Every line in the records below with the string "large" is to be copied out.

### Material supplied
----

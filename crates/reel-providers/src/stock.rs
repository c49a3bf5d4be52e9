//! Stock-video search over Pixabay (primary) and a Pexels-style service
//! (secondary).
//!
//! Pages are visited in a random order per keyword; pagination stops early
//! when a page comes back short. Results from both providers are merged,
//! de-duplicated by URL, and shuffled.

use std::collections::HashSet;
use std::time::Duration;

use rand::seq::SliceRandom;
use serde::{Deserialize, Serialize};
use tracing::{debug, warn};

use crate::error::{ProviderError, ProviderResult};

/// One stock-video search hit.
#[derive(Debug, Clone, Serialize, Deserialize)]
pub struct StockVideo {
    pub url: String,
    pub width: u32,
    pub height: u32,
    /// Duration in seconds
    pub duration: u32,
    /// `pixabay` or `pexels`
    pub source: String,
    /// The keyword that produced this hit
    pub query: String,
}

/// Stock search configuration.
#[derive(Debug, Clone)]
pub struct StockSearchConfig {
    pub pixabay_api_key: Option<String>,
    pub pexels_api_key: Option<String>,
    pub pixabay_base: String,
    pub pexels_base: String,
    /// Pages visited per keyword, at most
    pub max_pages_per_keyword: u32,
    /// Requested page size
    pub per_page: u32,
}

impl Default for StockSearchConfig {
    fn default() -> Self {
        Self {
            pixabay_api_key: None,
            pexels_api_key: None,
            pixabay_base: "https://pixabay.com/api/videos".to_string(),
            pexels_base: "https://api.pexels.com/videos".to_string(),
            max_pages_per_keyword: 3,
            per_page: 30,
        }
    }
}

impl StockSearchConfig {
    pub fn from_env() -> Self {
        Self {
            pixabay_api_key: std::env::var("PIXABAY_API_KEY").ok(),
            pexels_api_key: std::env::var("PEXELS_API_KEY").ok(),
            ..Default::default()
        }
    }
}

/// Stock-video search client.
pub struct StockSearchClient {
    config: StockSearchConfig,
    http: reqwest::Client,
}

impl StockSearchClient {
    pub fn new(config: StockSearchConfig) -> Self {
        Self {
            config,
            http: reqwest::Client::new(),
        }
    }

    /// Search all configured providers for each keyword. Portrait
    /// orientation only.
    pub async fn search(
        &self,
        keywords: &[String],
        per_keyword_cap: usize,
    ) -> ProviderResult<Vec<StockVideo>> {
        if self.config.pixabay_api_key.is_none() && self.config.pexels_api_key.is_none() {
            return Err(ProviderError::missing_credentials("stock video search"));
        }

        let mut results = Vec::new();
        for keyword in keywords {
            if self.config.pixabay_api_key.is_some() {
                match self.search_provider_paged(keyword, per_keyword_cap, true).await {
                    Ok(mut hits) => results.append(&mut hits),
                    Err(e) => warn!(keyword = %keyword, error = %e, "Pixabay search failed"),
                }
            }
            if self.config.pexels_api_key.is_some() {
                match self.search_provider_paged(keyword, per_keyword_cap, false).await {
                    Ok(mut hits) => results.append(&mut hits),
                    Err(e) => warn!(keyword = %keyword, error = %e, "Pexels search failed"),
                }
            }
        }

        Ok(merge_results(results))
    }

    async fn search_provider_paged(
        &self,
        keyword: &str,
        cap: usize,
        pixabay: bool,
    ) -> ProviderResult<Vec<StockVideo>> {
        let mut pages: Vec<u32> = (1..=self.config.max_pages_per_keyword).collect();
        pages.shuffle(&mut rand::thread_rng());

        let mut hits = Vec::new();
        for page in pages {
            if hits.len() >= cap {
                break;
            }
            let page_hits = if pixabay {
                self.pixabay_page(keyword, page).await?
            } else {
                self.pexels_page(keyword, page).await?
            };
            let short_page = (page_hits.len() as u32) < self.config.per_page;
            hits.extend(page_hits);

            if short_page {
                debug!(keyword, page, "Short page, stopping pagination");
                break;
            }
        }

        hits.truncate(cap);
        Ok(hits)
    }

    async fn pixabay_page(&self, keyword: &str, page: u32) -> ProviderResult<Vec<StockVideo>> {
        let api_key = self
            .config
            .pixabay_api_key
            .as_ref()
            .ok_or_else(|| ProviderError::missing_credentials("pixabay"))?;

        #[derive(Deserialize)]
        struct PixabayResponse {
            #[serde(default)]
            hits: Vec<PixabayHit>,
        }
        #[derive(Deserialize)]
        struct PixabayHit {
            duration: u32,
            videos: PixabayVariants,
        }
        #[derive(Deserialize)]
        struct PixabayVariants {
            #[serde(default)]
            large: Option<PixabayFile>,
            #[serde(default)]
            medium: Option<PixabayFile>,
        }
        #[derive(Deserialize)]
        struct PixabayFile {
            url: String,
            width: u32,
            height: u32,
        }

        let response = self
            .http
            .get(&self.config.pixabay_base)
            .query(&[
                ("key", api_key.as_str()),
                ("q", keyword),
                ("per_page", &self.config.per_page.to_string()),
                ("page", &page.to_string()),
                ("orientation", "vertical"),
            ])
            .timeout(Duration::from_secs(30))
            .send()
            .await?;

        if !response.status().is_success() {
            return Err(ProviderError::transient(
                "pixabay",
                format!("HTTP {}", response.status().as_u16()),
            ));
        }

        let parsed: PixabayResponse = response.json().await?;
        Ok(parsed
            .hits
            .into_iter()
            .filter_map(|hit| {
                let file = hit.videos.large.or(hit.videos.medium)?;
                Some(StockVideo {
                    url: file.url,
                    width: file.width,
                    height: file.height,
                    duration: hit.duration,
                    source: "pixabay".to_string(),
                    query: keyword.to_string(),
                })
            })
            .collect())
    }

    async fn pexels_page(&self, keyword: &str, page: u32) -> ProviderResult<Vec<StockVideo>> {
        let api_key = self
            .config
            .pexels_api_key
            .as_ref()
            .ok_or_else(|| ProviderError::missing_credentials("pexels"))?;

        #[derive(Deserialize)]
        struct PexelsResponse {
            #[serde(default)]
            videos: Vec<PexelsVideo>,
        }
        #[derive(Deserialize)]
        struct PexelsVideo {
            width: u32,
            height: u32,
            duration: u32,
            #[serde(default)]
            video_files: Vec<PexelsFile>,
        }
        #[derive(Deserialize)]
        struct PexelsFile {
            link: String,
        }

        let response = self
            .http
            .get(format!("{}/search", self.config.pexels_base))
            .header("Authorization", api_key)
            .query(&[
                ("query", keyword),
                ("per_page", &self.config.per_page.to_string()),
                ("page", &page.to_string()),
                ("orientation", "portrait"),
            ])
            .timeout(Duration::from_secs(30))
            .send()
            .await?;

        if !response.status().is_success() {
            return Err(ProviderError::transient(
                "pexels",
                format!("HTTP {}", response.status().as_u16()),
            ));
        }

        let parsed: PexelsResponse = response.json().await?;
        Ok(parsed
            .videos
            .into_iter()
            .filter_map(|video| {
                let file = video.video_files.into_iter().next()?;
                Some(StockVideo {
                    url: file.link,
                    width: video.width,
                    height: video.height,
                    duration: video.duration,
                    source: "pexels".to_string(),
                    query: keyword.to_string(),
                })
            })
            .collect())
    }
}

/// De-duplicate by URL and shuffle the merged set.
fn merge_results(results: Vec<StockVideo>) -> Vec<StockVideo> {
    let mut seen = HashSet::new();
    let mut merged: Vec<StockVideo> = results
        .into_iter()
        .filter(|video| seen.insert(video.url.clone()))
        .collect();
    merged.shuffle(&mut rand::thread_rng());
    merged
}

#[cfg(test)]
mod tests {
    use super::*;
    use wiremock::matchers::{method, path, query_param};
    use wiremock::{Mock, MockServer, ResponseTemplate};

    fn video(url: &str) -> StockVideo {
        StockVideo {
            url: url.to_string(),
            width: 1080,
            height: 1920,
            duration: 10,
            source: "pixabay".to_string(),
            query: "city".to_string(),
        }
    }

    #[test]
    fn test_merge_dedupes_by_url() {
        let merged = merge_results(vec![
            video("https://e.com/a.mp4"),
            video("https://e.com/a.mp4"),
            video("https://e.com/b.mp4"),
        ]);
        assert_eq!(merged.len(), 2);
    }

    #[tokio::test]
    async fn test_pixabay_parsing_and_orientation() {
        let server = MockServer::start().await;
        Mock::given(method("GET"))
            .and(path("/"))
            .and(query_param("orientation", "vertical"))
            .and(query_param("q", "city"))
            .respond_with(ResponseTemplate::new(200).set_body_json(serde_json::json!({
                "hits": [
                    {
                        "duration": 12,
                        "videos": {
                            "large": {"url": "https://cdn.pixabay.com/a.mp4", "width": 1080, "height": 1920},
                            "medium": {"url": "https://cdn.pixabay.com/a-m.mp4", "width": 540, "height": 960}
                        }
                    },
                    {
                        "duration": 7,
                        "videos": {
                            "medium": {"url": "https://cdn.pixabay.com/b-m.mp4", "width": 540, "height": 960}
                        }
                    }
                ]
            })))
            .mount(&server)
            .await;

        let client = StockSearchClient::new(StockSearchConfig {
            pixabay_api_key: Some("pk".to_string()),
            pixabay_base: server.uri(),
            ..Default::default()
        });

        let hits = client.pixabay_page("city", 1).await.unwrap();
        assert_eq!(hits.len(), 2);
        // The large variant wins when present.
        assert_eq!(hits[0].url, "https://cdn.pixabay.com/a.mp4");
        assert_eq!(hits[1].url, "https://cdn.pixabay.com/b-m.mp4");
        assert_eq!(hits[0].source, "pixabay");
    }

    #[tokio::test]
    async fn test_search_requires_some_provider() {
        let client = StockSearchClient::new(StockSearchConfig::default());
        let err = client.search(&["city".to_string()], 10).await.unwrap_err();
        assert!(matches!(err, ProviderError::MissingCredentials(_)));
    }

    #[tokio::test]
    async fn test_short_page_stops_pagination() {
        let server = MockServer::start().await;
        // Every page returns a single hit, far below per_page: only one
        // page request should be issued.
        Mock::given(method("GET"))
            .respond_with(ResponseTemplate::new(200).set_body_json(serde_json::json!({
                "hits": [{
                    "duration": 5,
                    "videos": {"large": {"url": "https://cdn.pixabay.com/x.mp4", "width": 1080, "height": 1920}}
                }]
            })))
            .expect(1)
            .mount(&server)
            .await;

        let client = StockSearchClient::new(StockSearchConfig {
            pixabay_api_key: Some("pk".to_string()),
            pixabay_base: server.uri(),
            max_pages_per_keyword: 5,
            ..Default::default()
        });

        let hits = client.search_provider_paged("city", 50, true).await.unwrap();
        assert_eq!(hits.len(), 1);
    }
}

----

### Response area
            large: Option<PixabayFile>,
                let file = hit.videos.large.or(hit.videos.medium)?;
                            "large": {"url": "https://cdn.pixabay.com/a.mp4", "width": 1080, "height": 1920},
        // The large variant wins when present.
                    "videos": {"large": {"url": "https://cdn.pixabay.com/x.mp4", "width": 1080, "height": 1920}}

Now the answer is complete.